40代男がマッチングアプリをやってみた 51

とりあえず入店して店員さんに謝ろうと思った時、一人の女性がこちらに向かって走ってくるのが見えた。おそらくサリーさんだ。しかしサリーさんと思しき女性は、僕の前で足を止めることなく横を通り過ぎる。そして僕が立っている場所から少し離れた先で、立ち止まった。
 

あれ?サリーさんじゃないのか?いや……この状況はどう考えてもサリーさんだよな?
 
てっきり超ダッシュしてきた女性をサリーさんだと思い込んでいた僕は、あっさり素通りされたことに困惑した。

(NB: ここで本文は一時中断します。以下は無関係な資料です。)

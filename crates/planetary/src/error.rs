use std::fmt;

/// Returned when a composition class label does not name one of the known classes.
#[derive(Debug, Clone, PartialEq, Eq)]
pub struct CompositionClassError {
    pub label: String,
}

impl fmt::Display for CompositionClassError {
    fn fmt(&self, f: &mut fmt::Formatter<'_>) -> fmt::Result {
        write!(f, "unknown composition class '{}'", self.label)
    }
}

impl std::error::Error for CompositionClassError {}
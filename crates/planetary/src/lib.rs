//! Planetary bodies and their derived characteristics
//!
//! This crate owns the composition classes (Gas, Ice, Rock, Metal, Moon),
//! the per-class sampling ranges, the derivation of physical attributes from
//! those samples, and the one-shot surface scan that attaches a heightmap and
//! anomaly survey to a body.

pub mod anomalies;
pub mod attributes;
pub mod body;
pub mod composition_class;
pub mod error;
pub mod numeral;
pub mod surface;

// Re-export key types at crate root
pub use anomalies::Anomalies;
pub use attributes::{BodyAttributes, OrbitContext, derive_attributes};
pub use body::PlanetaryBody;
pub use composition_class::{ClassProfile, CompositionClass};
pub use error::CompositionClassError;
pub use numeral::roman_numeral;
pub use surface::{BinomialKernel, Palette, Surface, SurfaceScan};

#[cfg(test)]
mod body_test;
#[cfg(test)]
mod composition_class_test;
#[cfg(test)]
mod surface_test;
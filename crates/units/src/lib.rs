//! Typed physical quantities used across the atlas crates.
//!
//! Each quantity stores a single `f64` in its natural astronomical base unit
//! (AU, solar masses, Kelvin, years) and converts on the way in and out.

pub mod length;
pub mod mass;
pub mod precision;
pub mod temperature;
pub mod time;

#[cfg(test)]
mod mass_test;

pub use length::Length;
pub use mass::Mass;
pub use precision::round_to;
pub use temperature::Temperature;
pub use time::Time;
use std::fmt;

use planetary::CompositionClassError;
use stellar::SpectralTypeError;

/// Failures while configuring or running the generator.
#[derive(Debug)]
pub enum GenerationError {
    /// A spectral or composition class label that names no known class.
    InvalidCategory(String),
    /// A configuration value that would make generation meaningless.
    InvalidConfig { field: &'static str, reason: String },
    /// Numbering the children of `parent` would overflow a `u64` id.
    IdOverflow { parent: u64 },
    ConfigParse(toml::de::Error),
    ConfigRead(std::io::Error),
}

impl GenerationError {
    pub(crate) fn invalid(field: &'static str, reason: impl Into<String>) -> Self {
        GenerationError::InvalidConfig {
            field,
            reason: reason.into(),
        }
    }
}

impl fmt::Display for GenerationError {
    fn fmt(&self, f: &mut fmt::Formatter<'_>) -> fmt::Result {
        match self {
            GenerationError::InvalidCategory(message) => write!(f, "invalid category: {}", message),
            GenerationError::InvalidConfig { field, reason } => {
                write!(f, "invalid generator config `{}`: {}", field, reason)
            }
            GenerationError::IdOverflow { parent } => {
                write!(f, "body ids below #{} do not fit in 64 bits", parent)
            }
            GenerationError::ConfigParse(err) => write!(f, "could not parse generator config: {}", err),
            GenerationError::ConfigRead(err) => write!(f, "could not read generator config: {}", err),
        }
    }
}

impl std::error::Error for GenerationError {
    fn source(&self) -> Option<&(dyn std::error::Error + 'static)> {
        match self {
            GenerationError::ConfigParse(err) => Some(err),
            GenerationError::ConfigRead(err) => Some(err),
            _ => None,
        }
    }
}

impl From<SpectralTypeError> for GenerationError {
    fn from(err: SpectralTypeError) -> Self {
        GenerationError::InvalidCategory(err.to_string())
    }
}

impl From<CompositionClassError> for GenerationError {
    fn from(err: CompositionClassError) -> Self {
        GenerationError::InvalidCategory(err.to_string())
    }
}

impl From<toml::de::Error> for GenerationError {
    fn from(err: toml::de::Error) -> Self {
        GenerationError::ConfigParse(err)
    }
}

impl From<std::io::Error> for GenerationError {
    fn from(err: std::io::Error) -> Self {
        GenerationError::ConfigRead(err)
    }
}
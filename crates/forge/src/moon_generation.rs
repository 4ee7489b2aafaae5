//! Satellite and sub-planet generation
//!
//! Satellites are attached recursively: every natural body draws a
//! Poisson-distributed number of moons for its composition class, and each
//! moon gets the same treatment one level deeper until the depth ceiling.
//! Heavy gas giants additionally collect a handful of small Rock sub-planets
//! on tight orbits, each with a satellite pass of its own.
//!
//! Bodies are created with placeholder ids; [`crate::generation`] numbers
//! the finished tree.

use planetary::{CompositionClass, OrbitContext, PlanetaryBody, roman_numeral};
use rand::Rng;
use rand_chacha::ChaChaRng;
use star_system::{BodyId, BodyKind, CelestialBody};
use stellar::sample_uniform;
use tracing::trace;
use units::Length;

use crate::config::GeneratorConfig;
use crate::sampling::sample_count;

/// Depth a planet's own satellites are generated at.
pub const PLANET_SATELLITE_DEPTH: usize = 1;

/// Depth a sub-planet's satellites are generated at.
pub const SUB_PLANET_SATELLITE_DEPTH: usize = 2;

// =============================================================================
// Satellites
// =============================================================================

/// Attach satellites to `parent` at `depth`, recursing one level per moon.
///
/// Nothing is drawn when `depth` exceeds the configured ceiling or when the
/// parent is not a planet or moon.
pub fn attach_satellites(
    rng: &mut ChaChaRng,
    config: &GeneratorConfig,
    parent: &mut CelestialBody,
    depth: usize,
) {
    if depth > config.max_satellite_depth {
        return;
    }
    let Some(body) = parent.planetary() else {
        return;
    };
    let mean = config.satellite_means.mean(body.class);
    let parent_radius = Some(body.attributes.radius);

    let count = sample_count(rng, mean);
    if count > 0 {
        trace!(parent = %parent.name, depth, count, "attaching satellites");
    }

    for i in 0..count {
        let orbit_radius = Length::from_au(sample_uniform(rng, config.moon_orbit_au));
        let name = format!("{}-{}", parent.name, roman_numeral(i + 1));
        let moon = PlanetaryBody::sample(
            rng,
            CompositionClass::Moon,
            OrbitContext::Satellite {
                orbit_radius,
                parent_radius,
            },
        );

        let mut satellite = CelestialBody::new(
            BodyId(0),
            name,
            orbit_radius,
            Some(parent.id),
            BodyKind::Moon(moon),
        );
        attach_satellites(rng, config, &mut satellite, depth + 1);
        parent.bound.push(satellite);
    }
}

// =============================================================================
// Sub-planets
// =============================================================================

/// Whether `planet` is a gas giant heavy enough for sub-planets.
pub fn qualifies_for_sub_planets(config: &GeneratorConfig, planet: &CelestialBody) -> bool {
    planet.planetary().is_some_and(|body| {
        body.class == CompositionClass::Gas
            && body.attributes.mass > config.sub_planets.mass_threshold
    })
}

/// Attach 1..=`max_count` Rock sub-planets to a qualifying gas giant.
///
/// Sub-planet numerals continue after the planet's satellites so sibling
/// names stay distinct. Returns the number attached.
pub fn attach_sub_planets(
    rng: &mut ChaChaRng,
    config: &GeneratorConfig,
    planet: &mut CelestialBody,
) -> usize {
    if !qualifies_for_sub_planets(config, planet) {
        return 0;
    }
    let settings = &config.sub_planets;
    let first_ordinal = planet.bound.len();
    let count = rng.random_range(1..=settings.max_count.max(1));
    trace!(planet = %planet.name, count, "attaching sub-planets");

    for j in 0..count {
        let orbit_radius = Length::from_au(sample_uniform(rng, settings.orbit_au));
        let name = format!("{}-{}", planet.name, roman_numeral(first_ordinal + j + 1));
        let body = PlanetaryBody::sample(
            rng,
            CompositionClass::Rock,
            OrbitContext::Primary { orbit_radius },
        );

        let mut sub_planet = CelestialBody::new(
            BodyId(0),
            name,
            orbit_radius,
            Some(planet.id),
            BodyKind::Planet(body),
        );
        attach_satellites(rng, config, &mut sub_planet, SUB_PLANET_SATELLITE_DEPTH);
        planet.bound.push(sub_planet);
    }
    count
}
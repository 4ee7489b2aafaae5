use rand_chacha::ChaChaRng;
use serde::{Deserialize, Serialize};
use tracing::debug;

use crate::attributes::{BodyAttributes, OrbitContext, derive_attributes};
use crate::composition_class::CompositionClass;
use crate::surface::{Palette, Surface, SurfaceScan};

/// A planet, moon or sub-planet: its class, derived attributes and scan state.
#[derive(Debug, Clone, PartialEq, Serialize, Deserialize)]
#[serde(rename_all = "camelCase")]
pub struct PlanetaryBody {
    pub class: CompositionClass,
    pub attributes: BodyAttributes,
    #[serde(default)]
    pub surface: SurfaceScan,
}

impl PlanetaryBody {
    pub fn sample(rng: &mut ChaChaRng, class: CompositionClass, context: OrbitContext) -> Self {
        Self {
            class,
            attributes: derive_attributes(rng, class, context),
            surface: SurfaceScan::default(),
        }
    }

    /// Attach a surface on the first call; afterwards a no-op returning the same surface.
    pub fn scan(&mut self, rng: &mut ChaChaRng) -> &Surface {
        if !self.surface.is_scanned() {
            debug!(class = %self.class, "scanning surface");
        }
        let palette = Palette::for_body(self.class, self.attributes.temperature);
        self.surface.scan(rng, palette)
    }
}
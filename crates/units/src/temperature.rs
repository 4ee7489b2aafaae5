use serde::{Deserialize, Serialize};
use std::ops::{Div, Mul};

/// A temperature, stored in Kelvin.
///
/// # Examples
///
/// ```rust
/// use units::Temperature;
///
/// let earth = Temperature::from_kelvin(288.0);
/// assert_eq!((earth / 2.0).to_kelvin(), 144.0);
/// ```
#[derive(Debug, Clone, Copy, PartialEq, PartialOrd, Deserialize, Serialize)]
#[serde(transparent)]
pub struct Temperature(f64); // Base unit: Kelvin

impl Temperature {
    /// Creates a new `Temperature` from a value in Kelvin.
    pub fn from_kelvin(value: f64) -> Self {
        Self(value)
    }

    /// Returns the temperature in Kelvin.
    pub fn to_kelvin(&self) -> f64 {
        self.0
    }
}

impl Mul<f64> for Temperature {
    type Output = Temperature;

    fn mul(self, rhs: f64) -> Temperature {
        Temperature(self.0 * rhs)
    }
}

impl Div<f64> for Temperature {
    type Output = Temperature;

    fn div(self, rhs: f64) -> Temperature {
        Temperature(self.0 / rhs)
    }
}

impl std::fmt::Display for Temperature {
    fn fmt(&self, f: &mut std::fmt::Formatter<'_>) -> std::fmt::Result {
        write!(f, "{} K", self.0)
    }
}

失礼にならないように、僕に背を向ける形で立つ女性をちらっとだけ見る。まるでここに佇む僕の姿など全く眼中にないという感じの女性は、鞄から手鏡を取り出して手櫛で髪を整えていた。僕はこっそり、サリーさんのプロフィール写真と目の前の女性を見比べる。そしてやはり女性は、サリーさんだと確信した。
 
「あの、すみません。サリーさんですか?」 
「え!?」
 
驚かせないように声をかけたつもりだったが、女性は過剰にビクっとした。近づいた僕から急いで距離を取って、訝しげな視線を送ってくる。それはまるで、不審者を睨みつけるかのような目つきだった。突然見知らぬ中年男性に話しかけられて不快感を抱く女性の気持ちを理解しつつも、その反応はなかなか辛いものがある。自分が汚らわしいゴミのような存在に感じた。

「あの……ホピ沢です」
「あ、あ、あー……サリーです」
 
サリーさんが僕をホピ沢だと認識した瞬間、彼女の声と顔がみるみるうちに曇る。"あ、あ、あー……"と、サリーさんが思わず漏らした感嘆詞に、彼女の失望が詰められていた気がした。だけどそれもほんの数秒、すぐに笑顔に切り替わる。
 
嫌でも悟った。感嘆詞もそうだが、サリーさんのその暗い表情も、とても見て見ぬふりはできなかった。サリーさんから滲み出るオーラが、がっかりというか、絶望というか、隠しきれない拒絶感……そんな感じだったのだ。ああ、これはもうサリーさんの中で、僕は論外。亡き者になったのだなと受け止めた。
 
ちなみに僕はプロフィール写真を一切加工していないので、写真と実物にほぼ差はないと思う。だからサリーさんは、僕の外見を承知で来てくれたはずだ。だがサリーさんは、見るからに落胆している。一応自分なりに最高の一枚をプロフィール写真に選んだつもりだが、結局根本的にアレなので、写真にどうにもできない不細工が漂っていたことは否めない。しかし……写真以上に実物の僕は醜かったのだろうか?惨めすぎる。
 
「遅れてすみません。わざわざ暑い中待ってなくても、先に入ってくださってよかったのに」
「すみません、予約時の名前がわからなくて……」
「名前……あ、そっかそうでした。ごめんなさい。そうですよね、わからないですよね。私いつも予約の時は、推しの苗字を使ってるんです」
「推し……?」
「はい、推しです」

おい、サリー!お前の推しの苗字なんて、そんなん知るわけねーだろ!

中途半端な希望を持ちたくないから、早く家に帰りたい。お前はお呼びじゃねーんだよと突きつけられている空気に居心地の悪い思いをしながら、僕はサリーさんの後に続いて入店した。